Desenvolvida pela marca da CNH Industrial, a máquina tem como principal foco o setor sucroenergético. A proposta é permitir que usinas utilizem o próprio etanol produzido em suas operações, reduzindo a dependência do diesel, combustível que representa entre 20% e 30% dos custos operacionais dessas unidades.
Além do impacto econômico, a adoção do etanol pode contribuir para a redução das emissões de gases de efeito estufa (GEE) nas operações.
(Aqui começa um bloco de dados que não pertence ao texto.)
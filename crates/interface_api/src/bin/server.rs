//! Tour Payments - API Server Binary
//!
//! This binary starts the HTTP API server for the payment reconciliation core.
//!
//! # Usage
//!
//! ```bash
//! # Run with default configuration
//! cargo run --bin payments-api
//!
//! # Run against the in-memory ledger with sandbox gateway credentials
//! API_STORAGE_BACKEND=memory API_GATEWAY__STORE_ID=teststore \
//!     API_GATEWAY__STORE_PASSWORD=secret cargo run --bin payments-api
//! ```
//!
//! # Environment Variables
//!
//! * `API_HOST` - Server host (default: 0.0.0.0)
//! * `API_PORT` - Server port (default: 8080)
//! * `API_JWT_SECRET` - JWT signing secret (required in production)
//! * `API_JWT_EXPIRATION_SECS` - JWT token expiration in seconds (default: 3600)
//! * `API_DATABASE_URL` - PostgreSQL connection string
//! * `API_LOG_LEVEL` - Log level: trace, debug, info, warn, error (default: info)
//! * `API_LOG_FORMAT` - `text` (default) or `json`
//! * `API_STORAGE_BACKEND` - `postgres` (default) or `memory`
//! * `API_FRONTEND_URL` - Base URL checkout redirects are sent to
//! * `API_GATEWAY__*` - SSLCommerz settings (`STORE_ID`, `STORE_PASSWORD`,
//!   `SANDBOX`, `SUCCESS_URL`, `FAIL_URL`, `CANCEL_URL`, `IPN_URL`, `TIMEOUT_SECS`)

use anyhow::Context;
use std::net::SocketAddr;
use std::sync::Arc;
use std::time::Duration;
use tokio::net::TcpListener;
use tracing_subscriber::{layer::SubscriberExt, util::SubscriberInitExt, EnvFilter};

use domain_payments::adapters::{InMemoryLedgerStore, SslCommerzGateway};
use domain_payments::{LedgerStore, ReconciliationEngine};
use infra_db::{create_pool, run_migrations, DatabaseConfig, PostgresLedgerStore};
use interface_api::config::{ApiConfig, LogFormat, StorageBackend};
use interface_api::create_router;

/// Main entry point for the API server.
///
/// Initializes logging, loads configuration, opens the ledger store,
/// and starts the HTTP server.
#[tokio::main]
async fn main() -> anyhow::Result<()> {
    // Load .env file if present (useful for local development)
    dotenvy::dotenv().ok();

    let config = ApiConfig::from_env().context("Failed to load configuration")?;

    init_tracing(&config.log_level, config.log_format);

    tracing::info!(
        host = %config.host,
        port = %config.port,
        storage = ?config.storage_backend,
        sandbox = config.gateway.sandbox,
        "Starting Tour Payments API Server"
    );

    let store = open_ledger_store(&config).await?;
    let gateway = Arc::new(
        SslCommerzGateway::new(config.gateway.clone())
            .context("Failed to configure payment gateway")?,
    );
    let engine = Arc::new(ReconciliationEngine::new(
        store,
        gateway,
        config.gateway.currency,
    ));

    let app = create_router(engine, config.clone());

    let addr: SocketAddr = config
        .server_addr()
        .parse()
        .context("Invalid server address")?;

    tracing::info!(%addr, "Server listening");

    let listener = TcpListener::bind(addr).await?;
    axum::serve(listener, app)
        .with_graceful_shutdown(shutdown_signal())
        .await?;

    tracing::info!("Server shutdown complete");
    Ok(())
}

/// Initializes the tracing subscriber for structured logging.
///
/// `RUST_LOG` takes precedence over the configured level.
fn init_tracing(log_level: &str, format: LogFormat) {
    let filter = EnvFilter::try_from_default_env()
        .or_else(|_| EnvFilter::try_new(log_level))
        .unwrap_or_else(|_| EnvFilter::new("info"));

    let registry = tracing_subscriber::registry().with(filter);
    match format {
        LogFormat::Text => registry
            .with(tracing_subscriber::fmt::layer().with_target(true))
            .init(),
        LogFormat::Json => registry
            .with(tracing_subscriber::fmt::layer().json().with_current_span(true))
            .init(),
    }
}

/// Connects the configured ledger store, migrating PostgreSQL first.
async fn open_ledger_store(config: &ApiConfig) -> anyhow::Result<Arc<dyn LedgerStore>> {
    match config.storage_backend {
        StorageBackend::Postgres => {
            tracing::info!("Connecting to database...");
            let pool = create_pool(
                DatabaseConfig::new(config.database_url.clone())
                    .max_connections(10)
                    .min_connections(2)
                    .connect_timeout(Duration::from_secs(30)),
            )
            .await
            .context("Failed to connect to database")?;

            tracing::info!("Running database migrations...");
            run_migrations(&pool)
                .await
                .context("Failed to run database migrations")?;

            tracing::info!("Database ready");
            Ok(Arc::new(PostgresLedgerStore::new(pool)))
        }
        StorageBackend::Memory => {
            tracing::warn!("Using the in-memory ledger; bookings and payments are lost on restart");
            Ok(Arc::new(InMemoryLedgerStore::new()))
        }
    }
}

/// Waits for shutdown signal (Ctrl+C or SIGTERM).
async fn shutdown_signal() {
    let ctrl_c = async {
        tokio::signal::ctrl_c()
            .await
            .expect("Failed to install Ctrl+C handler");
    };

    #[cfg(unix)]
    let terminate = async {
        tokio::signal::unix::signal(tokio::signal::unix::SignalKind::terminate())
            .expect("Failed to install signal handler")
            .recv()
            .await;
    };

    #[cfg(not(unix))]
    let terminate = std::future::pending::<()>();

    tokio::select! {
        _ = ctrl_c => {
            tracing::info!("Received Ctrl+C, initiating graceful shutdown");
        }
        _ = terminate => {
            tracing::info!("Received SIGTERM, initiating graceful shutdown");
        }
    }
}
Foco inicial nas usinas de cana e milho
A pá carregadeira foi adaptada para trabalhar com materiais de baixa densidade. O equipamento possui caçamba com capacidade de seis metros cúbicos e pneus desenvolvidos para ampliar a tração e a estabilidade em terrenos irregulares ou com acúmulo de materiais leves.
Inicialmente, a Case prevê a utilização da máquina em usinas de cana-de-açúcar, principalmente na movimentação do bagaço. A fabricante também identifica potencial no crescente mercado brasileiro de etanol de milho, especialmente no Centro-Oeste.
“No Brasil, estamos trabalhando com etanol de milho muito na região Centro-Oeste. Têm surgido muitas usinas ali e, na primeira apresentação [do protótipo] que fizemos na Agrishow [em abril], tivemos uma atratividade imensa por esse tipo de produto. Acreditamos que teremos uma escala favorável com eles”, afirmou Nascimento.
Apesar de o mercado brasileiro ser a prioridade inicial, a companhia também avalia oportunidades em outros países produtores de etanol de milho, como os Estados Unidos.
Produção prevista para 2029
O protótipo foi desenvolvido a partir da plataforma da 721E, modelo de pá carregadeira da Case atualmente movido a diesel. Para viabilizar o uso do etanol, a fabricante adaptou o motor para o ciclo Otto e desenvolveu tubulações e outros componentes específicos para o novo combustível.
Depois dos primeiros testes internos, o equipamento passou por avaliações em condições reais de operação na Usina da Mata, em Valparaíso, no interior de São Paulo. Segundo a empresa, os testes permitiram validar o conceito e apresentaram resultados considerados promissores.
Atualmente, o protótipo está no campo de provas da Case em Sarzedo, onde passa por uma nova etapa de testes voltados à engenharia do produto.
Concluída essa fase, o projeto seguirá para o desenvolvimento industrial, processo que deve durar entre um ano e meio e dois anos.
A expectativa da Case é iniciar a produção comercial da pá carregadeira a etanol em 2029. A fabricação deverá ocorrer na unidade da empresa em Contagem, Minas Gerais, onde o conceito foi desenvolvido.